## DATA

[Start of Attachment]

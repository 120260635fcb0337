//! `validate` command implementation.

use anyhow::{Context, Result};
use contracts::{AdapterBlueprint, BrokerKind};
use serde::Serialize;
use tracing::info;

use crate::cli::ValidateArgs;

/// Validation result for JSON output
#[derive(Serialize)]
struct ValidationResult {
    valid: bool,
    config_path: String,
    #[serde(skip_serializing_if = "Option::is_none")]
    error: Option<String>,
    #[serde(skip_serializing_if = "Option::is_none")]
    warnings: Option<Vec<String>>,
    #[serde(skip_serializing_if = "Option::is_none")]
    summary: Option<ConfigSummary>,
}

#[derive(Serialize)]
struct ConfigSummary {
    version: String,
    adapter: String,
    sync: bool,
    broker: String,
    sink_count: usize,
}

/// Execute the `validate` command
pub fn run_validate(args: &ValidateArgs) -> Result<()> {
    info!(config = %args.config.display(), "Validating configuration");

    let result = validate_config(args);

    if args.json {
        let json = serde_json::to_string_pretty(&result)
            .context("Failed to serialize validation result")?;
        println!("{}", json);
    } else {
        print_validation_result(&result);
    }

    if result.valid {
        Ok(())
    } else {
        anyhow::bail!("Configuration validation failed")
    }
}

fn validate_config(args: &ValidateArgs) -> ValidationResult {
    let config_path = args.config.display().to_string();

    if !args.config.exists() {
        return ValidationResult {
            valid: false,
            config_path,
            error: Some(format!("File not found: {}", args.config.display())),
            warnings: None,
            summary: None,
        };
    }

    match config_loader::ConfigLoader::load_from_path(&args.config) {
        Ok(blueprint) => {
            let warnings = collect_warnings(&blueprint);
            ValidationResult {
                valid: true,
                config_path,
                error: None,
                warnings: if warnings.is_empty() {
                    None
                } else {
                    Some(warnings)
                },
                summary: Some(ConfigSummary {
                    version: format!("{:?}", blueprint.version),
                    adapter: blueprint.adapter.name.clone(),
                    sync: blueprint.adapter.sync,
                    broker: format!("{:?}", blueprint.broker.kind),
                    sink_count: blueprint.sinks.len(),
                }),
            }
        }
        Err(e) => ValidationResult {
            valid: false,
            config_path,
            error: Some(e.to_string()),
            warnings: None,
            summary: None,
        },
    }
}

/// Collect configuration warnings (non-fatal issues)
fn collect_warnings(blueprint: &AdapterBlueprint) -> Vec<String> {
    let mut warnings = Vec::new();
    let adapter = &blueprint.adapter;

    if adapter.failure_sink.is_none() {
        warnings.push("No failure_sink configured - publish failures are only logged".to_string());
    }

    if adapter.topic.is_none() {
        warnings.push(
            "No topic rule - every message must carry a 'kafka_topic' header".to_string(),
        );
    }

    if !adapter.sync && (adapter.send_timeout_ms.is_some() || adapter.send_timeout.is_some()) {
        warnings.push("send timeout is ignored unless sync = true".to_string());
    }

    if blueprint.broker.kind == BrokerKind::Memory {
        warnings.push("Using the in-memory broker - nothing leaves this process".to_string());
    }

    let referenced: Vec<&str> = [&adapter.output_sink, &adapter.failure_sink]
        .into_iter()
        .filter_map(|s| s.as_deref())
        .collect();
    for sink in &blueprint.sinks {
        if !referenced.contains(&sink.name.as_str()) {
            warnings.push(format!("Sink '{}' is not referenced by the adapter", sink.name));
        }
    }

    warnings
}

fn print_validation_result(result: &ValidationResult) {
    if result.valid {
        println!("✓ Configuration is valid: {}", result.config_path);

        if let Some(ref summary) = result.summary {
            println!("\n  Version: {}", summary.version);
            println!("  Adapter: {}", summary.adapter);
            println!("  Sync: {}", summary.sync);
            println!("  Broker: {}", summary.broker);
            println!("  Sinks: {}", summary.sink_count);
        }

        if let Some(ref warnings) = result.warnings {
            println!("\n⚠ Warnings:");
            for warning in warnings {
                println!("  - {}", warning);
            }
        }
    } else {
        println!("✗ Configuration is invalid: {}", result.config_path);
        if let Some(ref error) = result.error {
            println!("\n  Error: {}", error);
        }
    }
}

#[cfg(test)]
mod tests {
    use super::*;
    use std::path::Path;

    fn args(path: &Path) -> ValidateArgs {
        ValidateArgs {
            config: path.to_path_buf(),
            json: true,
        }
    }

    #[test]
    fn test_valid_config_with_warnings() {
        let dir = tempfile::tempdir().unwrap();
        let path = dir.path().join("adapter.toml");
        std::fs::write(
            &path,
            "[adapter]\nname = \"a\"\n\n[[sinks]]\nname = \"spare\"\nsink_type = \"log\"\n",
        )
        .unwrap();

        let result = validate_config(&args(&path));
        assert!(result.valid);
        let warnings = result.warnings.unwrap();
        assert!(warnings.iter().any(|w| w.contains("failure_sink")));
        assert!(warnings.iter().any(|w| w.contains("'spare'")));
        assert!(run_validate(&args(&path)).is_ok());
    }

    #[test]
    fn test_invalid_config() {
        let dir = tempfile::tempdir().unwrap();
        let path = dir.path().join("adapter.toml");
        std::fs::write(&path, "[adapter]\nname = \"\"\n").unwrap();

        let result = validate_config(&args(&path));
        assert!(!result.valid);
        assert!(result.error.unwrap().contains("adapter.name"));
        assert!(run_validate(&args(&path)).is_err());

        let missing = validate_config(&args(&dir.path().join("none.toml")));
        assert!(missing.error.unwrap().contains("File not found"));
    }
}
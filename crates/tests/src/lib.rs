//! # Integration Tests
//!
//! 集成测试与端到端测试。
//!
//! 负责：
//! - 合约快照测试
//! - 配置 -> 适配器 -> 进程内 Broker -> sinks 的端到端测试

#[cfg(test)]
mod contract_tests {
    use contracts::{metadata_keys, ConfigVersion};

    #[test]
    fn test_contracts_compile() {
        let _ = ConfigVersion::V1;
        assert_eq!(metadata_keys::TOPIC, "kafka_topic");
        assert_eq!(metadata_keys::RECORD_METADATA, "kafka_recordMetadata");
        assert_eq!(outbound::COMPONENT_TYPE, "kafka:outbound-channel-adapter");
    }
}

#[cfg(test)]
mod e2e_tests {
    use std::sync::Arc;
    use std::time::Duration;

    use contracts::{
        metadata_keys, Envelope, FieldRule, HeaderMapper, Message, OutboundRecord,
        OutcomeHandle, Payload, PublishClient, PublishFailure, RecordMetadata,
    };
    use outbound::{
        ChannelSink, DefaultHeaderMapper, InMemoryBroker, OutboundError, ProducerMessageHandler,
        Routed, SinkHandle,
    };
    use serde_json::json;

    /// Acknowledges everything at a fixed offset
    struct FixedOffsetClient {
        offset: i64,
    }

    impl PublishClient for FixedOffsetClient {
        fn name(&self) -> &str {
            "fixed-offset"
        }

        fn publish(&self, record: Arc<OutboundRecord>) -> OutcomeHandle {
            OutcomeHandle::settled(Ok(RecordMetadata {
                topic: record.topic.clone(),
                partition: record.partition.unwrap_or(0),
                offset: self.offset,
                timestamp: record.timestamp,
            }))
        }
    }

    fn channel(name: &str) -> (SinkHandle, tokio::sync::mpsc::UnboundedReceiver<Envelope>) {
        let (sink, rx) = ChannelSink::new(name);
        (SinkHandle::spawn(sink, 16), rx)
    }

    /// `{payload: "hello", topic: "orders"}`, async, acked at offset 42
    #[tokio::test]
    async fn test_async_success_reaches_output_sink() {
        let (output, mut rx) = channel("out");
        let handler = ProducerMessageHandler::builder(Arc::new(FixedOffsetClient { offset: 42 }))
            .name("e2e")
            .output_sink(output.sender())
            .build()
            .unwrap();

        let message = Message::builder("hello").with_topic("orders").build();
        let dispatched = handler.handle(message).await.unwrap();
        assert!(dispatched.acknowledged().is_none());
        assert_eq!(dispatched.routed().await, Routed::Forwarded);

        let Some(Envelope::Message(enriched)) = rx.recv().await else {
            panic!("expected an enriched message");
        };
        assert_eq!(enriched.payload(), &Payload::Text("hello".into()));
        assert_eq!(enriched.get(metadata_keys::TOPIC), Some(&json!("orders")));
        assert_eq!(
            enriched.get(metadata_keys::RECORD_METADATA).and_then(|m| m.get("offset")),
            Some(&json!(42))
        );

        output.shutdown().await;
    }

    #[tokio::test]
    async fn test_tombstone_is_still_published() {
        let broker = Arc::new(InMemoryBroker::new());
        let handler = ProducerMessageHandler::builder(broker.clone())
            .build()
            .unwrap();

        let message = Message::builder(serde_json::Value::Null)
            .with_topic("tombstones")
            .build();
        let dispatched = handler.handle(message).await.unwrap();
        dispatched.outcome().wait().await;

        assert_eq!(broker.attempts(), 1);
        let published = broker.published_to("tombstones");
        assert_eq!(published.len(), 1);
        assert!(published[0].record.is_tombstone());
    }

    /// sync, default timeout, broker unavailable
    #[tokio::test]
    async fn test_sync_failure_reaches_caller_and_failure_sink() {
        let broker = Arc::new(
            InMemoryBroker::new().fail_with(PublishFailure::BrokerUnavailable("down".into())),
        );
        let (errors, mut rx) = channel("errors");
        let handler = ProducerMessageHandler::builder(broker)
            .sync(true)
            .failure_sink(errors.sender())
            .build()
            .unwrap();

        let message = Message::builder("x").with_topic("orders").build();
        let err = handler.handle(message).await.unwrap_err();
        assert!(err.is_publish_failure());
        assert_eq!(
            err.publish_failure(),
            Some(&PublishFailure::BrokerUnavailable("down".into()))
        );

        let Some(Envelope::Error(error)) = rx.recv().await else {
            panic!("expected an error message");
        };
        assert_eq!(
            error.payload().cause(),
            &PublishFailure::BrokerUnavailable("down".into())
        );
        assert_eq!(error.payload().record().topic, "orders");
        assert!(error.original_message().is_some());

        errors.shutdown().await;
    }

    #[tokio::test]
    async fn test_partition_rule_overrides_metadata() {
        let broker = Arc::new(InMemoryBroker::new().with_partitions(4));
        let handler = ProducerMessageHandler::builder(broker.clone())
            .partition(FieldRule::fixed(2))
            .sync(true)
            .build()
            .unwrap();

        let message = Message::builder("x")
            .with_topic("orders")
            .with_partition(0)
            .build();
        let dispatched = handler.handle(message).await.unwrap();

        assert_eq!(dispatched.acknowledged().map(|m| m.partition), Some(2));
        assert_eq!(broker.published()[0].record.partition, Some(2));
    }

    #[tokio::test]
    async fn test_missing_topic_makes_no_attempt() {
        let broker = Arc::new(InMemoryBroker::new());
        let handler = ProducerMessageHandler::builder(broker.clone())
            .build()
            .unwrap();

        let err = handler.handle(Message::new("x")).await.unwrap_err();
        assert!(matches!(err, OutboundError::Precondition { .. }));

        let err = handler
            .handle(Message::builder("x").with_topic("  ").build())
            .await
            .unwrap_err();
        assert!(err.is_rejected_before_dispatch());

        assert_eq!(broker.attempts(), 0);
        assert_eq!(handler.metrics().rejected, 2);
    }

    /// Broker slower than the default 10s sync timeout
    fn slow_broker() -> Arc<InMemoryBroker> {
        Arc::new(InMemoryBroker::new().with_latency(Duration::from_secs(60)))
    }

    #[tokio::test(start_paused = true)]
    async fn test_negative_timeout_waits_past_default() {
        let handler = ProducerMessageHandler::builder(slow_broker())
            .sync(true)
            .send_timeout_rule(FieldRule::fixed(-1))
            .build()
            .unwrap();

        let started = tokio::time::Instant::now();
        let dispatched = handler
            .handle(Message::builder("x").with_topic("orders").build())
            .await
            .unwrap();
        assert_eq!(dispatched.acknowledged().map(|m| m.offset), Some(0));
        assert!(started.elapsed() >= Duration::from_secs(60));
        assert_eq!(handler.metrics().timed_out, 0);
    }

    #[tokio::test(start_paused = true)]
    async fn test_absent_timeout_waits_past_default() {
        let handler = ProducerMessageHandler::builder(slow_broker())
            .sync(true)
            .send_timeout_rule(FieldRule::metadata("deadline"))
            .build()
            .unwrap();

        let dispatched = handler
            .handle(Message::builder("x").with_topic("orders").build())
            .await
            .unwrap();
        assert_eq!(dispatched.acknowledged().map(|m| m.topic.as_str()), Some("orders"));
        assert_eq!(handler.metrics().timed_out, 0);
    }

    #[tokio::test(start_paused = true)]
    async fn test_default_timeout_expires_before_slow_broker() {
        let handler = ProducerMessageHandler::builder(slow_broker())
            .sync(true)
            .build()
            .unwrap();

        let err = handler
            .handle(Message::builder("x").with_topic("orders").build())
            .await
            .unwrap_err();
        assert!(matches!(err, OutboundError::Timeout { timeout_ms: 10_000, .. }));
    }

    #[tokio::test]
    async fn test_sync_timeout_is_not_a_publish_failure() {
        let broker = Arc::new(InMemoryBroker::new().with_latency(Duration::from_millis(500)));
        let handler = ProducerMessageHandler::builder(broker)
            .sync(true)
            .send_timeout(Some(Duration::from_millis(20)))
            .build()
            .unwrap();

        let err = handler
            .handle(Message::builder("x").with_topic("orders").build())
            .await
            .unwrap_err();
        assert!(err.is_timeout());
        assert!(!err.is_publish_failure());
        assert_eq!(handler.metrics().timed_out, 1);
    }

    #[test]
    fn test_header_mapping_is_idempotent() {
        let mapper = DefaultHeaderMapper::default();
        let message = Message::builder("x")
            .with_topic("orders")
            .with_metadata("trace", "t-1")
            .with_metadata("attempt", 3)
            .build();

        let first = mapper.from_metadata(message.metadata());
        let second = mapper.from_metadata(message.metadata());
        assert_eq!(first, second);
        assert!(first.get("trace").is_some());
        assert!(first.get(metadata_keys::TOPIC).is_none());
    }
}

#[cfg(test)]
mod config_e2e_tests {
    use config_loader::{ConfigFormat, ConfigLoader};
    use observability::PublishStatsAggregator;
    use outbound::AdapterFactory;
    use serde_json::{json, Value};

    fn blueprint_toml(dir: &std::path::Path) -> String {
        format!(
            r#"
[adapter]
name = "orders-out"
topic = {{ template = "orders.${{region}}" }}
key = {{ metadata = "customer" }}
output_sink = "acks"
failure_sink = "errors"

[broker]
kind = "memory"
partitions = 3
fail_topics = ["orders.blocked"]

[[sinks]]
name = "acks"
sink_type = "file"
[sinks.params]
path = "{acks}"

[[sinks]]
name = "errors"
sink_type = "file"
[sinks.params]
path = "{errors}"
"#,
            acks = dir.join("acks.jsonl").display(),
            errors = dir.join("errors.jsonl").display(),
        )
    }

    fn read_lines(path: &std::path::Path) -> Vec<Value> {
        std::fs::read_to_string(path)
            .unwrap()
            .lines()
            .map(|l| serde_json::from_str(l).unwrap())
            .collect()
    }

    /// Config -> AdapterFactory -> in-memory broker -> file sinks
    #[tokio::test]
    async fn test_config_driven_adapter_routes_outcomes() {
        let dir = tempfile::tempdir().unwrap();
        let blueprint =
            ConfigLoader::load_from_str(&blueprint_toml(dir.path()), ConfigFormat::Toml).unwrap();
        let adapter = AdapterFactory::build(&blueprint).unwrap();

        let mut stats = PublishStatsAggregator::new();
        for (region, customer) in [("eu", "c-1"), ("us", "c-2"), ("blocked", "c-3")] {
            let message = contracts::Message::builder(json!({"customer": customer}))
                .with_metadata("region", region)
                .with_metadata("customer", customer)
                .build();
            let dispatched = adapter.handler.handle(message).await.unwrap();
            let outcome = dispatched.outcome().wait().await;
            stats.update(&outcome, 0.0);
            dispatched.routed().await;
        }

        let metrics = adapter.handler.metrics();
        assert_eq!(metrics.attempts, 3);
        assert_eq!(metrics.forwarded, 2);
        assert_eq!(metrics.failures_forwarded, 1);
        assert_eq!(stats.succeeded, 2);
        assert_eq!(stats.failed, 1);

        adapter.shutdown().await;

        let acks = read_lines(&dir.path().join("acks.jsonl"));
        assert_eq!(acks.len(), 2);
        assert!(acks.iter().all(|a| a["kind"] == "message"));
        assert_eq!(
            acks[0]["message"]["metadata"]["kafka_recordMetadata"]["topic"],
            json!("orders.eu")
        );

        let errors = read_lines(&dir.path().join("errors.jsonl"));
        assert_eq!(errors.len(), 1);
        assert_eq!(errors[0]["kind"], "error");
        assert_eq!(errors[0]["record"]["topic"], "orders.blocked");
        assert_eq!(errors[0]["record"]["key"], "c-3");
        assert_eq!(errors[0]["metadata"]["kafka_topic"], "orders.blocked");
    }

    #[test]
    fn test_invalid_reference_rejected_before_build() {
        let content = r#"
[adapter]
name = "orders-out"
output_sink = "nowhere"
"#;
        let err = ConfigLoader::load_from_str(content, ConfigFormat::Toml).unwrap_err();
        assert!(err.to_string().contains("adapter.output_sink"));
    }
}
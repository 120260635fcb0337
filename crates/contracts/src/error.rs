//! Layered error definitions
//!
//! Categorized by source: config / rule / sink / broker

use thiserror::Error;

use crate::TemplateError;

/// Unified error type
#[derive(Debug, Error)]
pub enum ContractError {
    // ===== Configuration Errors =====
    /// Configuration parse error
    #[error("config parse error: {message}")]
    ConfigParse {
        message: String,
        #[source]
        source: Option<Box<dyn std::error::Error + Send + Sync>>,
    },

    /// Configuration validation error
    #[error("config validation error at '{field}': {message}")]
    ConfigValidation { field: String, message: String },

    // ===== Rule Errors =====
    /// Template could not be compiled
    #[error("invalid template: {0}")]
    Template(#[from] TemplateError),

    /// Rule evaluation failed
    #[error("rule '{rule}' failed: {message}")]
    RuleEvaluation { rule: String, message: String },

    // ===== Sink Errors =====
    /// Sink delivery error
    #[error("sink '{sink_name}' delivery error: {message}")]
    SinkDelivery { sink_name: String, message: String },

    // ===== Broker Errors =====
    /// Broker client could not be created
    #[error("broker client error: {message}")]
    BrokerClient { message: String },

    // ===== General Errors =====
    /// IO error
    #[error("io error: {0}")]
    Io(#[from] std::io::Error),
}

impl ContractError {
    /// Create configuration parse error
    pub fn config_parse(message: impl Into<String>) -> Self {
        Self::ConfigParse {
            message: message.into(),
            source: None,
        }
    }

    /// Create configuration validation error
    pub fn config_validation(field: impl Into<String>, message: impl Into<String>) -> Self {
        Self::ConfigValidation {
            field: field.into(),
            message: message.into(),
        }
    }

    /// Create rule evaluation error
    pub fn rule_evaluation(rule: impl Into<String>, message: impl Into<String>) -> Self {
        Self::RuleEvaluation {
            rule: rule.into(),
            message: message.into(),
        }
    }

    /// Create sink delivery error
    pub fn sink_delivery(sink_name: impl Into<String>, message: impl Into<String>) -> Self {
        Self::SinkDelivery {
            sink_name: sink_name.into(),
            message: message.into(),
        }
    }

    /// Create broker client error
    pub fn broker_client(message: impl Into<String>) -> Self {
        Self::BrokerClient {
            message: message.into(),
        }
    }
}
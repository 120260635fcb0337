//! Command implementations.

mod info;
mod send;
mod validate;

pub use info::run_info;
pub use send::run_send;
pub use validate::run_validate;
//! FieldResolver - derives topic, partition, key and timestamp from a message

use serde_json::Value;
use tracing::trace;

use contracts::{metadata_keys, FieldRule, Message, ResolvedFields};

use crate::error::{OutboundError, RecordField};

/// Per-field resolution rules
///
/// A field without a rule falls back to its well-known metadata key.
#[derive(Debug, Clone, Default)]
pub struct FieldResolver {
    topic: Option<FieldRule>,
    partition: Option<FieldRule>,
    key: Option<FieldRule>,
    timestamp: Option<FieldRule>,
}

impl FieldResolver {
    pub fn new() -> Self {
        Self::default()
    }

    pub fn with_topic(mut self, rule: FieldRule) -> Self {
        self.topic = Some(rule);
        self
    }

    pub fn with_partition(mut self, rule: FieldRule) -> Self {
        self.partition = Some(rule);
        self
    }

    pub fn with_key(mut self, rule: FieldRule) -> Self {
        self.key = Some(rule);
        self
    }

    pub fn with_timestamp(mut self, rule: FieldRule) -> Self {
        self.timestamp = Some(rule);
        self
    }

    /// Resolve all four fields
    ///
    /// # Errors
    /// - `Precondition` when the topic is missing or blank
    /// - `Resolution` when a rule fails or a value has the wrong shape
    pub fn resolve(&self, message: &Message) -> Result<ResolvedFields, OutboundError> {
        let topic = self
            .lookup(&self.topic, metadata_keys::TOPIC, RecordField::Topic, message)?
            .map(to_topic)
            .transpose()?
            .filter(|t| !t.trim().is_empty())
            .ok_or_else(|| OutboundError::precondition("the 'topic' can not be empty or missing"))?;

        let partition = self
            .lookup(
                &self.partition,
                metadata_keys::PARTITION_ID,
                RecordField::Partition,
                message,
            )?
            .map(to_partition)
            .transpose()?;

        let key = self.lookup(&self.key, metadata_keys::MESSAGE_KEY, RecordField::Key, message)?;

        let timestamp = self
            .lookup(
                &self.timestamp,
                metadata_keys::TIMESTAMP,
                RecordField::Timestamp,
                message,
            )?
            .map(to_timestamp)
            .transpose()?;

        trace!(%topic, ?partition, has_key = key.is_some(), ?timestamp, "Fields resolved");

        Ok(ResolvedFields {
            topic,
            partition,
            key,
            timestamp,
        })
    }

    fn lookup(
        &self,
        rule: &Option<FieldRule>,
        fallback_key: &str,
        field: RecordField,
        message: &Message,
    ) -> Result<Option<Value>, OutboundError> {
        match rule {
            Some(rule) => rule
                .evaluate(message)
                .map_err(|e| OutboundError::resolution(field, e)),
            None => Ok(message.get(fallback_key).filter(|v| !v.is_null()).cloned()),
        }
    }
}

fn to_topic(value: Value) -> Result<String, OutboundError> {
    match value {
        Value::String(s) => Ok(s),
        Value::Number(n) => Ok(n.to_string()),
        Value::Bool(b) => Ok(b.to_string()),
        other => Err(OutboundError::conversion(
            RecordField::Topic,
            format!("expected a string, got {other}"),
        )),
    }
}

fn to_partition(value: Value) -> Result<i32, OutboundError> {
    let raw = to_integer(&value, RecordField::Partition)?;
    i32::try_from(raw)
        .ok()
        .filter(|p| *p >= 0)
        .ok_or_else(|| {
            OutboundError::conversion(
                RecordField::Partition,
                format!("partition must be between 0 and {}, got {raw}", i32::MAX),
            )
        })
}

fn to_timestamp(value: Value) -> Result<i64, OutboundError> {
    let raw = to_integer(&value, RecordField::Timestamp)?;
    if raw < 0 {
        return Err(OutboundError::conversion(
            RecordField::Timestamp,
            format!("timestamp must be non-negative, got {raw}"),
        ));
    }
    Ok(raw)
}

/// Integer from a JSON number or numeric string
///
/// Floats are accepted only when finite and without a fractional part
/// (`2500.0` but not `2.5`).
pub(crate) fn to_integer(value: &Value, field: RecordField) -> Result<i64, OutboundError> {
    let parsed = match value {
        Value::Number(n) => n.as_i64().or_else(|| n.as_f64().and_then(whole_float)),
        Value::String(s) => s.trim().parse::<i64>().ok(),
        _ => None,
    };
    parsed.ok_or_else(|| OutboundError::conversion(field, format!("expected an integer, got {value}")))
}

fn whole_float(f: f64) -> Option<i64> {
    // i64::MAX as f64 rounds up to 2^63, hence the strict upper bound
    let in_range = f >= i64::MIN as f64 && f < i64::MAX as f64;
    (f.is_finite() && f.fract() == 0.0 && in_range).then_some(f as i64)
}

[End of Attachment]

## WHAT IS REQUIRED
Write down, word for word, the lines above from the one containing "std::fs::read_to_string(path)" through the one containing "for (region, customer)", both ends included.

## ANSWER
        std::fs::read_to_string(path)
            .unwrap()
            .lines()
            .map(|l| serde_json::from_str(l).unwrap())
            .collect()
    }

    /// Config -> AdapterFactory -> in-memory broker -> file sinks
    #[tokio::test]
    async fn test_config_driven_adapter_routes_outcomes() {
        let dir = tempfile::tempdir().unwrap();
        let blueprint =
            ConfigLoader::load_from_str(&blueprint_toml(dir.path()), ConfigFormat::Toml).unwrap();
        let adapter = AdapterFactory::build(&blueprint).unwrap();

        let mut stats = PublishStatsAggregator::new();
        for (region, customer) in [("eu", "c-1"), ("us", "c-2"), ("blocked", "c-3")] {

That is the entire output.